EXERCISE: Beginning with the first line below, please repeat the material exactly, ending with the line that includes "u16) -> Self".

SUPPLIED RECORDS:
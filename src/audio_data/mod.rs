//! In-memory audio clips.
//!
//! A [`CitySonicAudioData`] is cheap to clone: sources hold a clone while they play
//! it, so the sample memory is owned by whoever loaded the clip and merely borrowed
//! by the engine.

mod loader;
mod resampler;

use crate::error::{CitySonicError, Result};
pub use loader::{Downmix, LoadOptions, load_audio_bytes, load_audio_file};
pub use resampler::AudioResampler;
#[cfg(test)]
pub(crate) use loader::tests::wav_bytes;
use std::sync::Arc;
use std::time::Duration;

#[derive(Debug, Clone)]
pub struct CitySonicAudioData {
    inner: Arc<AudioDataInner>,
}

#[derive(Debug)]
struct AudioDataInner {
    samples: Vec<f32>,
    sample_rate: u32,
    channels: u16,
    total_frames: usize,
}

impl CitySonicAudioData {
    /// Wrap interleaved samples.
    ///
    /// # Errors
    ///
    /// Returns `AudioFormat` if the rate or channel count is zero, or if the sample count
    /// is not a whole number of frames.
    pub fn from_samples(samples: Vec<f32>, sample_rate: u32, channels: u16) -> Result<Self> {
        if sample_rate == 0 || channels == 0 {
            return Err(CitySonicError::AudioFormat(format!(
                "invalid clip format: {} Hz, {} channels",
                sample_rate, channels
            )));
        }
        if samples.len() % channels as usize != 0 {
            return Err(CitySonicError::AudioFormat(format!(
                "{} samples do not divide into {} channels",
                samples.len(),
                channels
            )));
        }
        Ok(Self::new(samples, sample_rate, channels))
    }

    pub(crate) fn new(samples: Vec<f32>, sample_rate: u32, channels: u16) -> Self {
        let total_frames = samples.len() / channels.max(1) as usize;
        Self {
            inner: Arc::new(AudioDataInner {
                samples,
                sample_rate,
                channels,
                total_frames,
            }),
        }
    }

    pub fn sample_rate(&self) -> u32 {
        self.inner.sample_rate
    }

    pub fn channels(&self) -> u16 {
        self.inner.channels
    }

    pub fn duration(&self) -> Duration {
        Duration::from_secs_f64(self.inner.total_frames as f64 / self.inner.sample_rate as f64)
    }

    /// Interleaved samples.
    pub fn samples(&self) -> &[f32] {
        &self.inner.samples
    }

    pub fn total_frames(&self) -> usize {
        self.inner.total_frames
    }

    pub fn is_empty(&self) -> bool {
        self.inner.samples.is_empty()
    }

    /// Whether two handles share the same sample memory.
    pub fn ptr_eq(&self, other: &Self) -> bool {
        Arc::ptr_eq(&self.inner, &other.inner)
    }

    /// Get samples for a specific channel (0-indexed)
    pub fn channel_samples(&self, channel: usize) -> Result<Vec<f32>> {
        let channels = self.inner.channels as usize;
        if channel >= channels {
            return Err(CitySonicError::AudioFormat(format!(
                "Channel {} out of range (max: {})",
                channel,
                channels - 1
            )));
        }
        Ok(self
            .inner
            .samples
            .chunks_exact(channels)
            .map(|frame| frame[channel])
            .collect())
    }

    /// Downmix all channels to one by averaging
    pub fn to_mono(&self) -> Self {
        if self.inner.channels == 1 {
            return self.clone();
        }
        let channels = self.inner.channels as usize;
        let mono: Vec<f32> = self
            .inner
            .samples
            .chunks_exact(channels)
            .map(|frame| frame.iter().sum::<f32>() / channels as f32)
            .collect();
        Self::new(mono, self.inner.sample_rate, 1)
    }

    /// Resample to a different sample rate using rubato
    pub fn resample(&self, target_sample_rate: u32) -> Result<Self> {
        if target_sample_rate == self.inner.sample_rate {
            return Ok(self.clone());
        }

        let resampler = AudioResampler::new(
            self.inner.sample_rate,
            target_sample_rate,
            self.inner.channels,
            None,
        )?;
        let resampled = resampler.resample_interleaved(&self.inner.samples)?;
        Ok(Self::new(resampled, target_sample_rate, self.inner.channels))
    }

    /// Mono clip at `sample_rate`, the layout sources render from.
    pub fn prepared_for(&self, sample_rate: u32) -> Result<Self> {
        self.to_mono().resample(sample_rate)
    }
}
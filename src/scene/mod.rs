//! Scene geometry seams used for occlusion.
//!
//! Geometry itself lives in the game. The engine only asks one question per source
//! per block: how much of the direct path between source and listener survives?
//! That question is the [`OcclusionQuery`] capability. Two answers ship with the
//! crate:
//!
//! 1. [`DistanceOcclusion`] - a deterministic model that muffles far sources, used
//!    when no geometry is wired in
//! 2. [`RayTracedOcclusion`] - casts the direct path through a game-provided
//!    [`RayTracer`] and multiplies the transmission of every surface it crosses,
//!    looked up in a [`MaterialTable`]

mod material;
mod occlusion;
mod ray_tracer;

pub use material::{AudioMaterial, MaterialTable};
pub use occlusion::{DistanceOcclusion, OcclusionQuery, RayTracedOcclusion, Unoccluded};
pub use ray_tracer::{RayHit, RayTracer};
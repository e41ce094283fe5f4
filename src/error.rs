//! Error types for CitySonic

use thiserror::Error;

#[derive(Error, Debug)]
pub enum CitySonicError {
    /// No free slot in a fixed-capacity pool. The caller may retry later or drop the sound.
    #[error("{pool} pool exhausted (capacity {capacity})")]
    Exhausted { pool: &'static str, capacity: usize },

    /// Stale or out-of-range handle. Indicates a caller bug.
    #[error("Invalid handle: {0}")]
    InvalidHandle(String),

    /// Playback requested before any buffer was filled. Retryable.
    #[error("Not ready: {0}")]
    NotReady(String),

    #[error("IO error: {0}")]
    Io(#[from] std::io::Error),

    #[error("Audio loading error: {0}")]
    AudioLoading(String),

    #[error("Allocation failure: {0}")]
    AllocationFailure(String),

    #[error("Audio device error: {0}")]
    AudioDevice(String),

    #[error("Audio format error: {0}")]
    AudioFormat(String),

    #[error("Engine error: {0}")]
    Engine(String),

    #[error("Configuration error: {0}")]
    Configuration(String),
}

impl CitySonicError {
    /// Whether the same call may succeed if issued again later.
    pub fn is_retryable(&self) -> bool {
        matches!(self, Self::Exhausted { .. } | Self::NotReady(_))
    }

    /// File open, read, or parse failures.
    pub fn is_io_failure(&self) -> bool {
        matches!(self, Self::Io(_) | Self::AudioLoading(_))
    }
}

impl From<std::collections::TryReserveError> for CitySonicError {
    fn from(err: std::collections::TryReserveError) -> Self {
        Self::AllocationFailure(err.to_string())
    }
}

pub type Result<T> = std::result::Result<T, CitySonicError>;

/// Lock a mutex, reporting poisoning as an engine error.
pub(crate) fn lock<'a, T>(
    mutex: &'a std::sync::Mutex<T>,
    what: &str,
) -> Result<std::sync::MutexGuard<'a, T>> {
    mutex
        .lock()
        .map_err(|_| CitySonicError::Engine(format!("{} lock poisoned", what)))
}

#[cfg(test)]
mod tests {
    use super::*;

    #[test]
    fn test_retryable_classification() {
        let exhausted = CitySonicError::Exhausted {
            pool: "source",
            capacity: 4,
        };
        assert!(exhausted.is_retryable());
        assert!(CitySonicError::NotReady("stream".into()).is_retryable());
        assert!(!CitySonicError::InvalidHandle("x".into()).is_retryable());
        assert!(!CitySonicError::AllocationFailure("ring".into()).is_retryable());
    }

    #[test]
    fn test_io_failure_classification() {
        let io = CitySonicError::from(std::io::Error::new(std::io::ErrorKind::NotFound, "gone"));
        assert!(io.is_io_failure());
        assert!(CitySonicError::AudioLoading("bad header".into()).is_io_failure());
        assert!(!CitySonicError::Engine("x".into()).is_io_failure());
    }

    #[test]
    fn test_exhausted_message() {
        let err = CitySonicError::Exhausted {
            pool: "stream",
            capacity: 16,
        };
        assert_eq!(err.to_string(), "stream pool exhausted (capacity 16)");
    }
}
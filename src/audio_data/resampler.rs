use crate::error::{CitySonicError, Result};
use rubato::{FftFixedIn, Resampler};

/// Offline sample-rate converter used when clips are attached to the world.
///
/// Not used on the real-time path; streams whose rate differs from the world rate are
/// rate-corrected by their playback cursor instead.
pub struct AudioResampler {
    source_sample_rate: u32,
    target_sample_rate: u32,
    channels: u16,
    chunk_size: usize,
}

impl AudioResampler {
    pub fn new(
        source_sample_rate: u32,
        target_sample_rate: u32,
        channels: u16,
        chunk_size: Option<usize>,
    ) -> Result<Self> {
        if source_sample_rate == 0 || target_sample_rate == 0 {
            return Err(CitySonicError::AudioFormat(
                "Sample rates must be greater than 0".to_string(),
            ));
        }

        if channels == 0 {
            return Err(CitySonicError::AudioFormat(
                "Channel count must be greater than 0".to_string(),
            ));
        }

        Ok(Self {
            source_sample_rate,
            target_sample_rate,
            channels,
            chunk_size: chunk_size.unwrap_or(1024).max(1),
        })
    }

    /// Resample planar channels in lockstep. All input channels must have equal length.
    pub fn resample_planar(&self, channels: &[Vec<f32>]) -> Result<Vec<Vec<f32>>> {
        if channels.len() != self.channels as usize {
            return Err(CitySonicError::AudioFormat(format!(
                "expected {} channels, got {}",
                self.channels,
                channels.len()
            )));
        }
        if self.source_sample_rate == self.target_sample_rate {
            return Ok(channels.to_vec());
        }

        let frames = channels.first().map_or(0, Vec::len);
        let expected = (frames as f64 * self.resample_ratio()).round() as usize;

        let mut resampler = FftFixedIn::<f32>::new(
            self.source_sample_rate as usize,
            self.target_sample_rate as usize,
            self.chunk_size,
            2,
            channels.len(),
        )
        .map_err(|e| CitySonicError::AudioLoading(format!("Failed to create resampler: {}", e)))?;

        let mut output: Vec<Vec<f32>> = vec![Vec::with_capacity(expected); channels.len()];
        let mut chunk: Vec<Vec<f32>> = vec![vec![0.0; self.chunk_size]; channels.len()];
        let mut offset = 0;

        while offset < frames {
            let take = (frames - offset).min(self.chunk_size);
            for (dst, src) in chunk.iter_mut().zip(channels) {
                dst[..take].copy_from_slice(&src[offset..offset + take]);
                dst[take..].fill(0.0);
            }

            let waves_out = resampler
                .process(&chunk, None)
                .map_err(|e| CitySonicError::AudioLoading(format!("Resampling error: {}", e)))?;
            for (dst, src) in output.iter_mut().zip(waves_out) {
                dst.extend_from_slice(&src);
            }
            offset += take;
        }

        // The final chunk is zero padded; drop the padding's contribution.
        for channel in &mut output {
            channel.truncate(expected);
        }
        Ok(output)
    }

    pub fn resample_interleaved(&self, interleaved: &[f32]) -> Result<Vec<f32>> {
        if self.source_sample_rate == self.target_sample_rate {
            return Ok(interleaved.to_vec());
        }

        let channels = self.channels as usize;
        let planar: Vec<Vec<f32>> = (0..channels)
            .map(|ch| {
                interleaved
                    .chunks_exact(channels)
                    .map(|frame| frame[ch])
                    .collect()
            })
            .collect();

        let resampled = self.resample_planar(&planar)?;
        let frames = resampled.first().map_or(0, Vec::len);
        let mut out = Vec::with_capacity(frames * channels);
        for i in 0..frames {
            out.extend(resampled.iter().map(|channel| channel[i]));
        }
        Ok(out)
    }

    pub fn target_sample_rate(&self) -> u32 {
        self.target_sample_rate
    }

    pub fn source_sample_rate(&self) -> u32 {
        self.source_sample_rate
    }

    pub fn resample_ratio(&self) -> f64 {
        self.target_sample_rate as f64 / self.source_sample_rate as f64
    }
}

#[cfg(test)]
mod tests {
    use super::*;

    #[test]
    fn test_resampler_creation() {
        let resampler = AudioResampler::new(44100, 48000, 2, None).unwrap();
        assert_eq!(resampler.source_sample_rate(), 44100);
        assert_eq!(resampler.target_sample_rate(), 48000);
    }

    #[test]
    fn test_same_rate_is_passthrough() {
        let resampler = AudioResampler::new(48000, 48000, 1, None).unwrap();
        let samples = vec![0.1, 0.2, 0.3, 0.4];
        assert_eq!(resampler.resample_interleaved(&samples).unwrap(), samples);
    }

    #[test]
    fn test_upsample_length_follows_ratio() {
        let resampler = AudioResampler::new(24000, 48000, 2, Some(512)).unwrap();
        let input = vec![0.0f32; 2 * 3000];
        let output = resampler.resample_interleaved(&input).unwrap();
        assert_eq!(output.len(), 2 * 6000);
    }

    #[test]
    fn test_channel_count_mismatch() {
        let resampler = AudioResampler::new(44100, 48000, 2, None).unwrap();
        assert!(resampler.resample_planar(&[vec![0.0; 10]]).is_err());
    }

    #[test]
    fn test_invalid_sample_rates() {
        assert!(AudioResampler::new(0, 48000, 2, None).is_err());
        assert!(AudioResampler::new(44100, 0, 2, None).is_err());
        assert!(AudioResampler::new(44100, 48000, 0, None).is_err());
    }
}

SOLUTION FOR THIS TASK:
filename src/audio_data/mod.rs
//! In-memory audio clips.
//!
//! A [`CitySonicAudioData`] is cheap to clone: sources hold a clone while they play
//! it, so the sample memory is owned by whoever loaded the clip and merely borrowed
//! by the engine.

mod loader;
mod resampler;

use crate::error::{CitySonicError, Result};
pub use loader::{Downmix, LoadOptions, load_audio_bytes, load_audio_file};
pub use resampler::AudioResampler;
#[cfg(test)]
pub(crate) use loader::tests::wav_bytes;
use std::sync::Arc;
use std::time::Duration;

#[derive(Debug, Clone)]
pub struct CitySonicAudioData {
    inner: Arc<AudioDataInner>,
}

#[derive(Debug)]
struct AudioDataInner {
    samples: Vec<f32>,
    sample_rate: u32,
    channels: u16,
    total_frames: usize,
}

impl CitySonicAudioData {
    /// Wrap interleaved samples.
    ///
    /// # Errors
    ///
    /// Returns `AudioFormat` if the rate or channel count is zero, or if the sample count
    /// is not a whole number of frames.
    pub fn from_samples(samples: Vec<f32>, sample_rate: u32, channels: u16) -> Result<Self> {
        if sample_rate == 0 || channels == 0 {
            return Err(CitySonicError::AudioFormat(format!(
                "invalid clip format: {} Hz, {} channels",
                sample_rate, channels
            )));
        }
        if samples.len() % channels as usize != 0 {
            return Err(CitySonicError::AudioFormat(format!(
                "{} samples do not divide into {} channels",
                samples.len(),
                channels
            )));
        }
        Ok(Self::new(samples, sample_rate, channels))
    }

    pub(crate) fn new(samples: Vec<f32>, sample_rate: u32, channels: u16) -> Self {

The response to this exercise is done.